§ **Problem requirements**
Give the entries again, exactly as they stand.

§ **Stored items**
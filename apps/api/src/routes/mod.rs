pub mod health;

use axum::{
    routing::{delete, get, post},
    Router,
};

use crate::engine::handlers;
use crate::state::AppState;

pub fn build_router(state: AppState) -> Router {
    Router::new()
        .route("/health", get(health::health_handler))
        .route("/api/v1/skills/compare", post(handlers::handle_compare))
        .route("/api/v1/analyses", post(handlers::handle_run_analysis))
        .route(
            "/api/v1/analyses/:company",
            delete(handlers::handle_cleanup),
        )
        .route(
            "/api/v1/analyses/:company/latest",
            get(handlers::handle_get_latest),
        )
        .route(
            "/api/v1/analyses/:company/versions",
            get(handlers::handle_list_versions),
        )
        .route(
            "/api/v1/analyses/:company/pointers/:cv_type",
            get(handlers::handle_get_pointer).put(handlers::handle_set_pointer),
        )
        .with_state(state)
}

#[cfg(test)]
mod tests {
    use std::sync::Arc;
    use std::time::Duration;

    use axum::body::Body;
    use axum::http::{Request, StatusCode};
    use serde_json::{json, Value};
    use tower::ServiceExt;
    use uuid::Uuid;

    use super::*;
    use crate::engine::AtsEngine;
    use crate::matching::SkillSet;
    use crate::scoring::ScoringPolicy;
    use crate::store::{FsBackend, MemoryIndex, VersionedResultStore};
    use crate::testing::{component_json, Reply, ScriptedCapability, StaticExtractor};

    fn app(root: &std::path::Path) -> Router {
        let store = VersionedResultStore::new(
            Arc::new(MemoryIndex::new()),
            Arc::new(FsBackend::new(root)),
        );
        let extractor = StaticExtractor::new(
            SkillSet::from_raw(["rust", "docker"], ["mentoring"], ["payments"]),
            SkillSet::from_raw(["rust", "kafka"], ["mentoring"], ["payments", "insurance"]),
        );
        let engine = AtsEngine::new(
            Arc::new(extractor),
            Arc::new(ScriptedCapability::new(Reply::Text(component_json(72.0)))),
            ScoringPolicy::default(),
            Arc::new(store),
            Duration::from_secs(30),
        );
        build_router(AppState {
            engine: Arc::new(engine),
            index_backend: "memory",
        })
    }

    async fn send(app: &Router, method: &str, uri: &str, body: Option<Value>) -> (StatusCode, Value) {
        let builder = Request::builder().method(method).uri(uri);
        let request = match body {
            Some(json) => builder
                .header("content-type", "application/json")
                .body(Body::from(json.to_string()))
                .unwrap(),
            None => builder.body(Body::empty()).unwrap(),
        };

        let response = app.clone().oneshot(request).await.unwrap();
        let status = response.status();
        let bytes = axum::body::to_bytes(response.into_body(), usize::MAX)
            .await
            .unwrap();
        let value = if bytes.is_empty() {
            Value::Null
        } else {
            serde_json::from_slice(&bytes).unwrap()
        };
        (status, value)
    }

    #[tokio::test]
    async fn test_health_reports_policy_version() {
        let dir = tempfile::tempdir().unwrap();
        let (status, body) = send(&app(dir.path()), "GET", "/health", None).await;

        assert_eq!(status, StatusCode::OK);
        assert_eq!(body["status"], "ok");
        assert_eq!(body["scoring_policy"], "2024.1");
    }

    #[tokio::test]
    async fn test_compare_returns_counts() {
        let dir = tempfile::tempdir().unwrap();
        let request = json!({
            "cv_skills": {"technical": ["rust", "k8s"], "soft": [], "domain": []},
            "jd_skills": {"technical": ["rust", "kubernetes", "go"], "soft": ["mentoring"]}
        });

        let (status, body) =
            send(&app(dir.path()), "POST", "/api/v1/skills/compare", Some(request)).await;

        assert_eq!(status, StatusCode::OK);
        assert_eq!(body["match_summary"]["total_jd_requirements"], 4);
        assert_eq!(body["match_summary"]["total_matches"], 2);
        assert_eq!(body["match_summary"]["match_percentage"], 50.0);
    }

    #[tokio::test]
    async fn test_compare_rejects_unnormalized_terms() {
        let dir = tempfile::tempdir().unwrap();
        let request = json!({
            "cv_skills": {"technical": ["Rust "]},
            "jd_skills": {"technical": ["rust"]}
        });

        let (status, body) =
            send(&app(dir.path()), "POST", "/api/v1/skills/compare", Some(request)).await;

        assert_eq!(status, StatusCode::BAD_REQUEST);
        assert_eq!(body["error"]["code"], "VALIDATION_ERROR");
    }

    #[tokio::test]
    async fn test_analysis_round_trip_through_history() {
        let dir = tempfile::tempdir().unwrap();
        let app = app(dir.path());
        let user = Uuid::new_v4();

        let (status, run) = send(
            &app,
            "POST",
            "/api/v1/analyses",
            Some(json!({
                "user_id": user,
                "company": "Acme Corp",
                "cv_text": "Rust engineer, five years.",
                "jd_text": "Senior Rust engineer.",
                "source_file_id": "cv_2024.pdf"
            })),
        )
        .await;
        assert_eq!(status, StatusCode::CREATED);
        assert_eq!(run["company"], "acme-corp");
        assert_eq!(run["result"]["validation_passed"], true);

        let (status, latest) = send(
            &app,
            "GET",
            &format!("/api/v1/analyses/acme-corp/latest?user_id={user}&kind=ats_calculation"),
            None,
        )
        .await;
        assert_eq!(status, StatusCode::OK);
        assert_eq!(latest["entry_id"], run["entries"]["ats_calculation"]);
        assert_eq!(latest["source_file_id"], "cv_2024.pdf");

        let (status, versions) = send(
            &app,
            "GET",
            &format!("/api/v1/analyses/acme-corp/versions?user_id={user}&kind=recommendation"),
            None,
        )
        .await;
        assert_eq!(status, StatusCode::OK);
        assert_eq!(versions["versions"].as_array().unwrap().len(), 1);

        let (status, cleanup) = send(
            &app,
            "DELETE",
            &format!("/api/v1/analyses/acme-corp?user_id={user}"),
            None,
        )
        .await;
        assert_eq!(status, StatusCode::OK);
        assert_eq!(cleanup["removed"], 4);
    }

    #[tokio::test]
    async fn test_latest_for_unknown_company_is_404() {
        let dir = tempfile::tempdir().unwrap();
        let uri = format!(
            "/api/v1/analyses/initech/latest?user_id={}&kind=comparison",
            Uuid::new_v4()
        );

        let (status, body) = send(&app(dir.path()), "GET", &uri, None).await;

        assert_eq!(status, StatusCode::NOT_FOUND);
        assert_eq!(body["error"]["code"], "NOT_FOUND");
    }

    #[tokio::test]
    async fn test_blank_cv_text_is_rejected() {
        let dir = tempfile::tempdir().unwrap();
        let request = json!({
            "user_id": Uuid::new_v4(),
            "company": "Acme",
            "cv_text": "  ",
            "jd_text": "Senior Rust engineer."
        });

        let (status, _) = send(&app(dir.path()), "POST", "/api/v1/analyses", Some(request)).await;
        assert_eq!(status, StatusCode::BAD_REQUEST);
    }

    #[tokio::test]
    async fn test_pointer_put_then_get() {
        let dir = tempfile::tempdir().unwrap();
        let app = app(dir.path());
        let user = Uuid::new_v4();
        let uri = "/api/v1/analyses/acme/pointers/tailored";

        for file_id in ["cv_v1.pdf", "cv_v2.pdf"] {
            let (status, _) = send(
                &app,
                "PUT",
                uri,
                Some(json!({"user_id": user, "file_id": file_id})),
            )
            .await;
            assert_eq!(status, StatusCode::OK);
        }

        let (status, pointer) = send(&app, "GET", &format!("{uri}?user_id={user}"), None).await;
        assert_eq!(status, StatusCode::OK);
        assert_eq!(pointer["file_id"], "cv_v2.pdf");
        assert_eq!(pointer["cv_type"], "tailored");
    }
}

§ **Task result**
filename apps/api/src/routes/mod.rs
pub mod health;

use axum::{
    routing::{delete, get, post},
    Router,
};

use crate::engine::handlers;
use crate::state::AppState;

pub fn build_router(state: AppState) -> Router {
    Router::new()
        .route("/health", get(health::health_handler))
        .route("/api/v1/skills/compare", post(handlers::handle_compare))
        .route("/api/v1/analyses", post(handlers::handle_run_analysis))
        .route(
            "/api/v1/analyses/:company",
            delete(handlers::handle_cleanup),
        )
        .route(
            "/api/v1/analyses/:company/latest",
            get(handlers::handle_get_latest),
        )
        .route(
            "/api/v1/analyses/:company/versions",
            get(handlers::handle_list_versions),
        )
        .route(
            "/api/v1/analyses/:company/pointers/:cv_type",
            get(handlers::handle_get_pointer).put(handlers::handle_set_pointer),
        )
        .with_state(state)
}

#[cfg(test)]
mod tests {
    use std::sync::Arc;
    use std::time::Duration;

    use axum::body::Body;
    use axum::http::{Request, StatusCode};
    use serde_json::{json, Value};
    use tower::ServiceExt;
    use uuid::Uuid;

    use super::*;
    use crate::engine::AtsEngine;
    use crate::matching::SkillSet;
    use crate::scoring::ScoringPolicy;
    use crate::store::{FsBackend, MemoryIndex, VersionedResultStore};
    use crate::testing::{component_json, Reply, ScriptedCapability, StaticExtractor};

    fn app(root: &std::path::Path) -> Router {
        let store = VersionedResultStore::new(
            Arc::new(MemoryIndex::new()),
            Arc::new(FsBackend::new(root)),
        );
        let extractor = StaticExtractor::new(
            SkillSet::from_raw(["rust", "docker"], ["mentoring"], ["payments"]),
            SkillSet::from_raw(["rust", "kafka"], ["mentoring"], ["payments", "insurance"]),
        );
        let engine = AtsEngine::new(
            Arc::new(extractor),
            Arc::new(ScriptedCapability::new(Reply::Text(component_json(72.0)))),
            ScoringPolicy::default(),
            Arc::new(store),
            Duration::from_secs(30),
        );
        build_router(AppState {
            engine: Arc::new(engine),
            index_backend: "memory",
        })
    }

    async fn send(app: &Router, method: &str, uri: &str, body: Option<Value>) -> (StatusCode, Value) {
        let builder = Request::builder().method(method).uri(uri);
        let request = match body {
            Some(json) => builder
                .header("content-type", "application/json")
                .body(Body::from(json.to_string()))
                .unwrap(),
            None => builder.body(Body::empty()).unwrap(),
        };

        let response = app.clone().oneshot(request).await.unwrap();
        let status = response.status();
        let bytes = axum::body::to_bytes(response.into_body(), usize::MAX)
            .await
            .unwrap();
        let value = if bytes.is_empty() {
            Value::Null
        } else {
            serde_json::from_slice(&bytes).unwrap()
        };
        (status, value)
    }

    #[tokio::test]
    async fn test_health_reports_policy_version() {
        let dir = tempfile::tempdir().unwrap();
        let (status, body) = send(&app(dir.path()), "GET", "/health", None).await;

        assert_eq!(status, StatusCode::OK);
        assert_eq!(body["status"], "ok");
        assert_eq!(body["scoring_policy"], "2024.1");
    }

    #[tokio::test]
    async fn test_compare_returns_counts() {
        let dir = tempfile::tempdir().unwrap();
        let request = json!({
            "cv_skills": {"technical": ["rust", "k8s"], "soft": [], "domain": []},
            "jd_skills": {"technical": ["rust", "kubernetes", "go"], "soft": ["mentoring"]}
        });

        let (status, body) =
            send(&app(dir.path()), "POST", "/api/v1/skills/compare", Some(request)).await;

        assert_eq!(status, StatusCode::OK);
        assert_eq!(body["match_summary"]["total_jd_requirements"], 4);
        assert_eq!(body["match_summary"]["total_matches"], 2);
        assert_eq!(body["match_summary"]["match_percentage"], 50.0);
    }

    #[tokio::test]
    async fn test_compare_rejects_unnormalized_terms() {
        let dir = tempfile::tempdir().unwrap();
        let request = json!({
            "cv_skills": {"technical": ["Rust "]},
            "jd_skills": {"technical": ["rust"]}
        });

        let (status, body) =
            send(&app(dir.path()), "POST", "/api/v1/skills/compare", Some(request)).await;

        assert_eq!(status, StatusCode::BAD_REQUEST);
        assert_eq!(body["error"]["code"], "VALIDATION_ERROR");
    }

    #[tokio::test]
    async fn test_analysis_round_trip_through_history() {
        let dir = tempfile::tempdir().unwrap();
        let app = app(dir.path());
        let user = Uuid::new_v4();

        let (status, run) = send(
            &app,
            "POST",
            "/api/v1/analyses",
            Some(json!({
                "user_id": user,
                "company": "Acme Corp",
                "cv_text": "Rust engineer, five years.",
                "jd_text": "Senior Rust engineer.",
                "source_file_id": "cv_2024.pdf"
            })),
        )
        .await;
        assert_eq!(status, StatusCode::CREATED);
        assert_eq!(run["company"], "acme-corp");
        assert_eq!(run["result"]["validation_passed"], true);

        let (status, latest) = send(
            &app,
            "GET",
            &format!("/api/v1/analyses/acme-corp/latest?user_id={user}&kind=ats_calculation"),
            None,
        )
        .await;
        assert_eq!(status, StatusCode::OK);
        assert_eq!(latest["entry_id"], run["entries"]["ats_calculation"]);
        assert_eq!(latest["source_file_id"], "cv_2024.pdf");

        let (status, versions) = send(
            &app,
            "GET",
            &format!("/api/v1/analyses/acme-corp/versions?user_id={user}&kind=recommendation"),
            None,
        )
        .await;
        assert_eq!(status, StatusCode::OK);
        assert_eq!(versions["versions"].as_array().unwrap().len(), 1);

        let (status, cleanup) = send(
            &app,
            "DELETE",
            &format!("/api/v1/analyses/acme-corp?user_id={user}"),
            None,
        )
        .await;
        assert_eq!(status, StatusCode::OK);
        assert_eq!(cleanup["removed"], 4);
    }

    #[tokio::test]
    async fn test_latest_for_unknown_company_is_404() {
        let dir = tempfile::tempdir().unwrap();
        let uri = format!(
            "/api/v1/analyses/initech/latest?user_id={}&kind=comparison",
            Uuid::new_v4()
        );

        let (status, body) = send(&app(dir.path()), "GET", &uri, None).await;

        assert_eq!(status, StatusCode::NOT_FOUND);
        assert_eq!(body["error"]["code"], "NOT_FOUND");
    }

    #[tokio::test]
    async fn test_blank_cv_text_is_rejected() {
        let dir = tempfile::tempdir().unwrap();
        let request = json!({
            "user_id": Uuid::new_v4(),
            "company": "Acme",
            "cv_text": "  ",
            "jd_text": "Senior Rust engineer."
        });

        let (status, _) = send(&app(dir.path()), "POST", "/api/v1/analyses", Some(request)).await;
        assert_eq!(status, StatusCode::BAD_REQUEST);
    }

    #[tokio::test]
    async fn test_pointer_put_then_get() {
        let dir = tempfile::tempdir().unwrap();
        let app = app(dir.path());
        let user = Uuid::new_v4();
        let uri = "/api/v1/analyses/acme/pointers/tailored";

        for file_id in ["cv_v1.pdf", "cv_v2.pdf"] {
            let (status, _) = send(
                &app,
                "PUT",
                uri,
                Some(json!({"user_id": user, "file_id": file_id})),
            )
            .await;
            assert_eq!(status, StatusCode::OK);
        }

        let (status, pointer) = send(&app, "GET", &format!("{uri}?user_id={user}"), None).await;
        assert_eq!(status, StatusCode::OK);
        assert_eq!(pointer["file_id"], "cv_v2.pdf");
        assert_eq!(pointer["cv_type"], "tailored");
    }
}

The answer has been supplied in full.